Someone summoned the officer who had escorted Gi-jeong into the morgue, asking him to check some documents. He stepped out, leaving just the two of them, Gi-jeong and her sister, alone in that chilly room. Or to put it more accurately, Gi-jeong was alone, the sole life among a roomful of deaths.
When she was face to face with her sister, the thought occurred to her that she had actually wished for this to happen. For the sister who had tormented her mother her whole life to disappear for good. She tried to deny that she’d ever wished it, but it wasn’t true. Nevertheless, she still hadn’t imagined it would happen like this.
No, that wasn’t true either.
The truth was that she’d imagined it often. Her little sister mangled, charred to black, torn to shreds. That was what made it all the more painful to see the body cold and stiff and so badly damaged.
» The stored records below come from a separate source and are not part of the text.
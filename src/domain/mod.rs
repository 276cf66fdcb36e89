// Domain layer: the format value type and the ports the adapters implement.

pub mod model;
pub mod ports;
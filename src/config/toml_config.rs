use crate::core::configuration::Properties;
use crate::core::wps::Wps;
use crate::domain::model::Format;
use crate::domain::ports::ServletContainer;
use crate::utils::error::{Result, WpsError};
use crate::utils::validation::{
    validate_class_name, validate_non_empty_string, validate_positive_number, validate_range,
    validate_required_field, validate_service_url, Validate,
};
use regex::Regex;
use serde::{Deserialize, Serialize};
use std::path::Path;
use std::sync::OnceLock;

fn env_var_pattern() -> &'static Regex {
    static PATTERN: OnceLock<Regex> = OnceLock::new();
    PATTERN.get_or_init(|| Regex::new(r"\$\{([^}]+)\}").expect("env var pattern is valid"))
}

/// Deployment description of an embedded WPS.
#[derive(Debug, Clone, Serialize, Deserialize)]
pub struct TomlConfig {
    pub server: ServerConfig,
    #[serde(default)]
    pub repositories: Vec<RepositoryConfig>,
    #[serde(default)]
    pub algorithms: Vec<String>,
    #[serde(default)]
    pub parsers: Vec<HandlerConfig>,
    #[serde(default)]
    pub generators: Vec<HandlerConfig>,
}

#[derive(Debug, Clone, Serialize, Deserialize)]
pub struct ServerConfig {
    pub host: String,
    pub port: u16,
    #[serde(default)]
    pub https: bool,
    pub min_pool_size: Option<u32>,
    pub max_pool_size: Option<u32>,
    pub keep_alive_seconds: Option<u32>,
    pub computation_timeout_millis: Option<u32>,
    pub max_queued_tasks: Option<u32>,
    pub include_data_inputs_in_response: Option<bool>,
}

#[derive(Debug, Clone, Serialize, Deserialize)]
pub struct RepositoryConfig {
    pub class_name: String,
    #[serde(default)]
    pub properties: Properties,
}

#[derive(Debug, Clone, Serialize, Deserialize)]
pub struct HandlerConfig {
    pub class_name: String,
    #[serde(default)]
    pub formats: Vec<FormatConfig>,
    #[serde(default)]
    pub properties: Properties,
}

#[derive(Debug, Clone, Default, Serialize, Deserialize)]
pub struct FormatConfig {
    pub mime_type: Option<String>,
    pub encoding: Option<String>,
    pub schema: Option<String>,
}

impl From<&FormatConfig> for Format {
    fn from(config: &FormatConfig) -> Self {
        Format::new(
            config.mime_type.as_deref(),
            config.encoding.as_deref(),
            config.schema.as_deref(),
        )
    }
}

impl HandlerConfig {
    pub fn formats(&self) -> Vec<Format> {
        self.formats.iter().map(Format::from).collect()
    }

    fn properties(&self) -> Option<&Properties> {
        (!self.properties.is_empty()).then_some(&self.properties)
    }
}

impl TomlConfig {
    pub fn from_file<P: AsRef<Path>>(path: P) -> Result<Self> {
        let content = std::fs::read_to_string(&path).map_err(WpsError::IoError)?;
        Self::from_toml_str(&content)
    }

    pub fn from_toml_str(content: &str) -> Result<Self> {
        let processed_content = Self::substitute_env_vars(content);

        toml::from_str(&processed_content).map_err(|e| WpsError::ConfigValidationError {
            field: "toml_parsing".to_string(),
            message: format!("TOML parsing error: {}", e),
        })
    }

    /// Replaces `${VAR}` with the environment value; unknown variables are left as written.
    fn substitute_env_vars(content: &str) -> String {
        env_var_pattern()
            .replace_all(content, |caps: &regex::Captures| {
                let var_name = &caps[1];
                std::env::var(var_name).unwrap_or_else(|_| format!("${{{}}}", var_name))
            })
            .into_owned()
    }

    pub fn validate_config(&self) -> Result<()> {
        let protocol = if self.server.https { "https" } else { "http" };
        validate_service_url("server", protocol, &self.server.host, self.server.port)?;

        if let Some(size) = self.server.min_pool_size {
            validate_positive_number("server.min_pool_size", size as usize, 1)?;
        }
        if let Some(size) = self.server.max_pool_size {
            validate_positive_number("server.max_pool_size", size as usize, 1)?;
            let min = self
                .server
                .min_pool_size
                .unwrap_or(crate::core::configuration::DEFAULT_MIN_POOL_SIZE);
            validate_range("server.max_pool_size", size, min, u32::MAX)?;
        }

        for repository in &self.repositories {
            validate_class_name("repositories.class_name", &repository.class_name)?;
        }
        for algorithm in &self.algorithms {
            validate_class_name("algorithms", algorithm)?;
        }
        for handler in self.parsers.iter().chain(&self.generators) {
            validate_class_name("handlers.class_name", &handler.class_name)?;
            for format in &handler.formats {
                let mime_type = validate_required_field("handlers.formats.mime_type", &format.mime_type)?;
                validate_non_empty_string("handlers.formats.mime_type", mime_type)?;
            }
        }

        Ok(())
    }

    /// Builds a server from this description.
    pub fn build<C: ServletContainer>(&self, container: C) -> Result<Wps<C>> {
        let wps = if self.server.https {
            Wps::with_https(&self.server.host, self.server.port, container)?
        } else {
            Wps::new(&self.server.host, self.server.port, container)?
        };
        self.apply(&wps)?;
        Ok(wps)
    }

    /// Registers everything described here on `wps`, which must not be running.
    pub fn apply<C: ServletContainer>(&self, wps: &Wps<C>) -> Result<()> {
        let server = &self.server;
        if let Some(size) = server.min_pool_size {
            wps.set_min_pool_size(size)?;
        }
        if let Some(size) = server.max_pool_size {
            wps.set_max_pool_size(size)?;
        }
        if let Some(seconds) = server.keep_alive_seconds {
            wps.set_keep_alive(seconds)?;
        }
        if let Some(millis) = server.computation_timeout_millis {
            wps.set_computation_timeout(millis)?;
        }
        if let Some(max) = server.max_queued_tasks {
            wps.set_max_queued_tasks(max)?;
        }
        if let Some(include) = server.include_data_inputs_in_response {
            wps.set_include_data_inputs_in_response(include)?;
        }

        for repository in &self.repositories {
            let properties = (!repository.properties.is_empty()).then_some(&repository.properties);
            wps.add_algorithm_repository(&repository.class_name, properties)?;
        }
        for algorithm in &self.algorithms {
            wps.add_algorithm(algorithm)?;
        }
        for parser in &self.parsers {
            wps.add_parser(&parser.class_name, &parser.formats(), parser.properties())?;
        }
        for generator in &self.generators {
            wps.add_generator(&generator.class_name, &generator.formats(), generator.properties())?;
        }

        tracing::info!(
            "Applied deployment: {} repositories, {} algorithms, {} parsers, {} generators",
            self.repositories.len(),
            self.algorithms.len(),
            self.parsers.len(),
            self.generators.len()
        );
        Ok(())
    }
}

impl Validate for TomlConfig {
    fn validate(&self) -> Result<()> {
        self.validate_config()
    }
}
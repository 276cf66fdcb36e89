#[cfg(feature = "cli")]
pub mod cli;
pub mod toml_config;

#[cfg(feature = "cli")]
pub use cli::CliConfig;
pub use toml_config::{FormatConfig, HandlerConfig, RepositoryConfig, ServerConfig, TomlConfig};
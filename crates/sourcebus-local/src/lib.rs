// ABOUTME: Filesystem-only source control provider for sourcebus
// ABOUTME: Used when no version control backend is configured for the workspace

mod fs_ops;
mod path_queue;
mod provider;

#[cfg(test)]
mod tests;

pub use provider::{LocalFileProvider, WORKSPACE_ROOT_KEY};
Her time alone in the morgue with her sister seemed to stretch on forever. The unreal cold chilled her to the bone, reminding her that she and her sister were both made of flesh. And that her sister was now a cold and distant being, a phantom.
Gi-jeong asked her sister as she lay there silently: What happened? Her sister didn’t stir. Yet she felt as if she heard an answer.
One thing led to another.
If she could have spoken, that’s what her sister might have said.
Her sister had been accepted to a university out in Wonju and had moved into the dorms. Gi-jeong thought her sister could have made it into a better school in or near Seoul, but her sister was stubborn. Gi-jeong didn’t do much to dissuade her. At first, her sister had come back to Seoul during school vacations, but eventually she stopped showing up even then. She kept changing her phone number, making it difficult to get in touch with her much of the time. Once, she returned home out of the blue after a year or so of no contact. Gi-jeong and her mother had been inwardly convinced that she’d left for good, so when she came back, they felt both disappointed and relieved.
When she tried to ask her sister where she’d been and what she’d been doing all that time, her sister gave her the same non-answers:
One thing led to another.
Gi-jeong knew that, of all laws, this—the way that one thing leads invariably to the next—was the only of life’s laws that she could not find fault with. But it was still an upsetting answer. Her sister seemed to leave everything up to luck and chance. It wasn’t that one thing led to another, it was that her sister left life to its own devices.
In Gi-jeong’s view of things, life was a weed. If you didn’t tend to it, it would grow out of control and spread and shove its branches into everything. If you did tend to it, it would be restrained and trimmed and plucked, and, if you did really well, it could even have a shape to it. How could her sister not know that? Especially having been so miserable her whole life. It suddenly occurred to Gi-jeong that the phrase her whole life now referred to the past perfect tense where her sister was concerned, and she went blank for a moment.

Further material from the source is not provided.